Ni tampoco se echa vino nuevo en odres viejos. De hacerlo así, se reventarán los odres, se derramará el vino y los odres se arruinarán. Más bien, el vino nuevo se echa en odres nuevos, y así ambos se conservan. Mateo 9:14-17.
Cristo traía un mensaje nuevo que necesitaba nuevos recipientes para ser depositado. Si se mezclaba con el vino viejo todo acabaría desparramado por el suelo.
La respuesta que Jesús le dio a Juan ante la pregunta con que abría este artículo iba en esta misma dirección:
“Les respondió Jesús: -Vayan y cuéntenle a Juan lo que están viendo y oyendo:
Los ciegos ven, los cojos andan, los que tienen lepra son sanados, los sordos oyen, los muertos resucitan y a los pobres se les anuncia las buenas nuevas”.
Para comprender a Jesús, a Dios, había que cambiar la forma de pensar que hasta entonces prevalecía. Esto sí que eran Buenas Noticias, Dios redimiendo el dolor al identificarse con el sufriente y haciéndolo suyo.
Hoy en día puede ocurrirnos lo mismo. Este mundo está lleno de sufrimiento, de dolor, de desastres. Si consideramos cifras sobre asesinatos, violaciones, maltrato infantil o enfermedades, podemos concluir, o bien que Dios no existe o, que si existe, debe tener una ira y una cólera incontrolables, las cuales descarga a cada momento y sin discriminación.
Pero la voz de Jesús todavía está viva, es más, pienso que es la única que debe ser tomada en cuenta. Su vida fue la demostración de que el hombre doliente y caído le importaba a Dios. Jesús reveló por primera vez a Dios como el Abba, como el Padre enfermo de amor que lo deja todo para buscar al que se había perdido. Por ello es precisamente en los enfermos, en los marginados, en los maltratados y desesperados en donde Dios se encuentra. Es con ellos y con aquellos que intentan remediar tanto dolor con los que está el Soberano y no sobre ellos castigándolos con su ira.

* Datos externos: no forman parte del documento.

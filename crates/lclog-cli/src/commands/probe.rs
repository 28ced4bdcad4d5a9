//! Reachability and firmware checks run before any log retrieval.

use anyhow::anyhow;
use serde::Deserialize;

use crate::client::{CliError, CliResult, LCLOG_PATH, MANAGER_PATH, SessionContext};
use crate::filter::IdConvention;

#[derive(Debug, Deserialize)]
struct ManagerFirmware {
    #[serde(rename = "FirmwareVersion")]
    firmware_version: String,
}

/// Confirm the Lifecycle log endpoint exists and accepts our credentials.
pub(crate) async fn probe(ctx: &SessionContext) -> CliResult<()> {
    tracing::info!(
        base_url = %ctx.base_url,
        auth = ctx.credentials.kind(),
        verify_tls = ctx.verify_tls,
        "probing Lifecycle log endpoint"
    );
    let reply = ctx.get(ctx.endpoint(LCLOG_PATH)?).await?;
    match reply.status {
        200 => Ok(()),
        401 => Err(CliError::auth(
            "status code 401 returned. Incorrect iDRAC username/password or invalid privilege detected",
        )),
        status => Err(CliError::unsupported(format!(
            "iDRAC version installed does not support this feature using Redfish API (status code {status})"
        ))),
    }
}

/// Read the controller firmware version and pick the message-ID convention.
///
/// A 401 here is reported and the run continues with [`IdConvention::New`],
/// whose normalisation leaves undotted IDs untouched.
pub(crate) async fn detect_convention(ctx: &SessionContext) -> CliResult<IdConvention> {
    let mut url = ctx.endpoint(MANAGER_PATH)?;
    url.set_query(Some("$select=FirmwareVersion"));
    let reply = ctx.get(url).await?;

    match reply.status {
        200 => {
            let manager: ManagerFirmware = serde_json::from_str(&reply.body).map_err(|err| {
                CliError::failure(anyhow!("failed to parse iDRAC firmware version: {err}"))
            })?;
            let convention = IdConvention::from_firmware_version(&manager.firmware_version)?;
            tracing::info!(
                firmware = %manager.firmware_version,
                convention = convention.as_str(),
                "detected iDRAC firmware"
            );
            Ok(convention)
        }
        401 => {
            eprintln!(
                "- ERROR, status code 401 detected, check to make sure your iDRAC script session has correct username/password credentials or if using X-auth token, confirm the session is still active."
            );
            tracing::warn!("firmware version unavailable, assuming dotted message IDs");
            Ok(IdConvention::New)
        }
        status => Err(CliError::unsupported(format!(
            "unable to get current iDRAC version installed (status code {status})"
        ))),
    }
}

#[cfg(test)]
mod tests {
    use super::*;
    use crate::client::Credentials;
    use httpmock::prelude::*;
    use reqwest::Client;
    use serde_json::json;

    fn context(server: &MockServer) -> SessionContext {
        SessionContext {
            client: Client::new(),
            base_url: server.base_url().parse().expect("valid URL"),
            credentials: Credentials::Basic {
                username: "root".into(),
                password: "calvin".into(),
            },
            verify_tls: false,
            convention: IdConvention::Old,
        }
    }

    #[tokio::test]
    async fn probe_accepts_reachable_endpoint() -> CliResult<()> {
        let server = MockServer::start_async().await;
        let mock = server.mock(|when, then| {
            when.method(GET).path(LCLOG_PATH);
            then.status(200).json_body(json!({"Members": []}));
        });
        probe(&context(&server)).await?;
        mock.assert();
        Ok(())
    }

    #[tokio::test]
    async fn probe_reports_bad_credentials() {
        let server = MockServer::start_async().await;
        server.mock(|when, then| {
            when.method(GET).path(LCLOG_PATH);
            then.status(401).body("{}");
        });
        let err = probe(&context(&server))
            .await
            .expect_err("401 should fail");
        assert!(matches!(err, CliError::Auth(_)));
    }

    #[tokio::test]
    async fn probe_reports_missing_endpoint() {
        let server = MockServer::start_async().await;
        server.mock(|when, then| {
            when.method(GET).path(LCLOG_PATH);
            then.status(404).body("{}");
        });
        let err = probe(&context(&server))
            .await
            .expect_err("404 should fail");
        assert!(matches!(err, CliError::Unsupported(ref message) if message.contains("404")));
    }

    #[tokio::test]
    async fn detect_convention_reads_firmware_version() -> CliResult<()> {
        let server = MockServer::start_async().await;
        let mock = server.mock(|when, then| {
            when.method(GET)
                .path(MANAGER_PATH)
                .query_param("$select", "FirmwareVersion");
            then.status(200)
                .json_body(json!({"FirmwareVersion": "5.10.50.00"}));
        });
        let convention = detect_convention(&context(&server)).await?;
        assert_eq!(convention, IdConvention::Old);
        mock.assert();
        Ok(())
    }

    #[tokio::test]
    async fn detect_convention_continues_after_unauthorized() -> CliResult<()> {
        let server = MockServer::start_async().await;
        server.mock(|when, then| {
            when.method(GET).path(MANAGER_PATH);
            then.status(401).body("{}");
        });
        assert_eq!(
            detect_convention(&context(&server)).await?,
            IdConvention::New
        );
        Ok(())
    }

    #[tokio::test]
    async fn detect_convention_fails_on_other_errors() {
        let server = MockServer::start_async().await;
        server.mock(|when, then| {
            when.method(GET).path(MANAGER_PATH);
            then.status(503).body("busy");
        });
        let err = detect_convention(&context(&server))
            .await
            .expect_err("503 should fail");
        assert!(matches!(err, CliError::Unsupported(_)));
    }
}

Siento un profundo pesar por todas las veces que se ha vestido a Jesús con las ropas antiguas. Experimento mucho desasosiego cuando a la mesa del Maestro se traen los desgastados odres llenos de un vino imbebible. Ello se debe a que actuar así se traduce en el rompimiento de su mensaje, en el desparramamiento por el suelo de sus palabras, algo de un incalculable valor ya que para poder traerlas y pronunciarlas pagó con su vida. Mostrar el verdadero corazón de Dios le supuso ser clavado en una cruz. De nuevo compruebo cómo Dios es deformado, las palabras del Galileo se ponen a un lado y no precisamente por aquellos que se dicen ateos.
“Porque la ley fue dada por medio de Moisés, pero la gracia y la verdad nos vinieron por medio de Jesucristo”. Juan 1:17.